En los bares cercanos de esta colonia Juárez y otros centros nocturnos repartidos en la capital mexicana —además de los famosísimos Rock Around the Clock y See You Later, Alligator—, los jóvenes bailaron también el Florida Twist y seguramente llenaron las pistas de baile, glorificando el rock and roll en un país donde reinaban los boleros y las canciones rancheras.
En la Zona Rosa, y otros lugares de México y el extranjero donde se presentó con regularidad, los jóvenes imitaron su estilo, y a kilómetros de distancia, en Veracruz, su sonido se mezcló con el calor tropical. Bill Haley mostró que el rock podía cruzar fronteras, hablar otros idiomas, unir culturas. Su influencia inspiró a artistas mexicanos como los inolvidables Teen Tops, y a otros grupos pioneros que adaptaron su energía y ese sonido que se volvió parte del ambiente musical de los años 60. En México su música unió por igual a obreros, profesionistas y estudiantes —al igual que a gente de distintas profesiones y estratos sociales—, en un mismo ritmo. Desafortunadamente, al volver a su país natal, el ritmo se perdió al igual que él.
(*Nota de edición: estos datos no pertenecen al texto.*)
use huddle_client::{CallEvent, LinkPhase, NegotiationRole, RelayConnector};
use huddle_core::{PeerId, RoomId, SdpType};
use huddle_relay::RelayHub;
use std::sync::Arc;

use crate::integration::init_tracing;
use crate::utils::{HubRelayConnector, Participant, TransportCall, peer};

fn hub_relay(hub: &RelayHub) -> Arc<dyn RelayConnector> {
    Arc::new(HubRelayConnector::new(hub.clone()))
}

#[tokio::test]
async fn test_second_joiner_is_offered_and_answers() {
    init_tracing();
    let hub = RelayHub::new();
    let a = Participant::join(hub_relay(&hub), "r1", "a").await;
    let b = Participant::join(hub_relay(&hub), "r1", "b").await;

    let a_view = a.wait_negotiated("b", 2000).await.expect("a applied b's answer");
    let b_view = b.wait_negotiated("a", 2000).await.expect("b applied a's offer");

    let a_link = a_view.peer(&peer("b")).unwrap();
    assert_eq!(a_link.role, NegotiationRole::Offerer);
    assert_eq!(a_link.phase, LinkPhase::Negotiating);
    let b_link = b_view.peer(&peer("a")).unwrap();
    assert_eq!(b_link.role, NegotiationRole::Answerer);
    assert_eq!(b_link.phase, LinkPhase::Negotiating);

    assert_eq!(
        a.connector.latest("b").await.unwrap().calls().await,
        vec![
            TransportCall::CreateOffer,
            TransportCall::SetRemoteDescription(SdpType::Answer),
        ]
    );
    assert_eq!(
        b.connector.latest("a").await.unwrap().calls().await,
        vec![
            TransportCall::SetRemoteDescription(SdpType::Offer),
            TransportCall::CreateAnswer,
        ]
    );
}

#[tokio::test]
async fn test_trickled_candidates_reach_remote_transport() {
    init_tracing();
    let hub = RelayHub::new();
    let a = Participant::join(hub_relay(&hub), "r1", "a").await;
    let b = Participant::join(hub_relay(&hub), "r1", "b").await;
    a.wait_negotiated("b", 2000).await.expect("negotiated");
    b.wait_negotiated("a", 2000).await.expect("negotiated");

    a.connector
        .latest("b")
        .await
        .unwrap()
        .gather_candidate("candidate:a-1")
        .await;

    let b_side = b.connector.latest("a").await.unwrap();
    assert!(
        b_side
            .wait_for_call(&TransportCall::AddIceCandidate("candidate:a-1".into()), 2000)
            .await
    );
}

#[tokio::test]
async fn test_departure_closes_remote_link() {
    init_tracing();
    let hub = RelayHub::new();
    let mut a = Participant::join(hub_relay(&hub), "r1", "a").await;
    let mut b = Participant::join(hub_relay(&hub), "r1", "b").await;
    a.wait_negotiated("b", 2000).await.expect("negotiated");

    b.manager.leave().await;

    let left = a
        .events
        .wait_for(2000, |e| matches!(e, CallEvent::PeerLeft(_)))
        .await;
    assert_eq!(left, Some(CallEvent::PeerLeft(peer("b"))));
    assert!(a.manager.snapshot().await.unwrap().peers.is_empty());
    assert_eq!(
        a.connector.latest("b").await.unwrap().calls().await.last(),
        Some(&TransportCall::Close)
    );
    assert_eq!(hub.members(&RoomId::from("r1")), vec![peer("a")]);
    assert_eq!(b.media.released(), 1);

    a.events.drain();
    assert_eq!(a.events.count(|e| matches!(e, CallEvent::PeerLeft(_))), 1);
}

#[tokio::test]
async fn test_third_joiner_gets_one_link_per_member() {
    init_tracing();
    let hub = RelayHub::new();
    let a = Participant::join(hub_relay(&hub), "r1", "a").await;
    let b = Participant::join(hub_relay(&hub), "r1", "b").await;
    a.wait_negotiated("b", 2000).await.expect("negotiated");

    let c = Participant::join(hub_relay(&hub), "r1", "c").await;
    a.wait_negotiated("c", 2000).await.expect("a offered c");
    b.wait_negotiated("c", 2000).await.expect("b offered c");
    let c_view = c.wait_negotiated("b", 2000).await.expect("c answered");

    let roles: Vec<(PeerId, NegotiationRole)> = c_view
        .peers
        .iter()
        .map(|p| (p.peer_id.clone(), p.role))
        .collect();
    assert_eq!(
        roles,
        vec![
            (peer("a"), NegotiationRole::Answerer),
            (peer("b"), NegotiationRole::Answerer),
        ]
    );
}

#[tokio::test]
async fn test_rooms_do_not_cross_talk() {
    init_tracing();
    let hub = RelayHub::new();
    let a = Participant::join(hub_relay(&hub), "r1", "a").await;
    let b = Participant::join(hub_relay(&hub), "r2", "b").await;

    assert!(a.manager.snapshot().await.unwrap().peers.is_empty());
    assert!(b.manager.snapshot().await.unwrap().peers.is_empty());
    assert_eq!(a.connector.link_count().await, 0);
    assert_eq!(b.connector.link_count().await, 0);
    assert_eq!(hub.room_count(), 2);
}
Pago la cuenta del Phone Bar en el Hotel Geneve y echo a caminar. A cien años de su nacimiento, por estas mismas calles donde Bill Haley lo hizo —primero en la cima de su gloria y luego en la sombra de su ocaso—, me invade la nostalgia, el recuerdo amargo de un hombre que con su rock and roll cambió el ritmo del mundo, pero fue incapaz de cambiar y salvarse a sí mismo. Intuyo que él nunca aspiró a convertirse en figura de culto, pero su cometa, a su pesar, trazó una estela que aún cruza el firmamento. Basta alzar la vista para reconocer que sigue ahí, suspendido en el tiempo.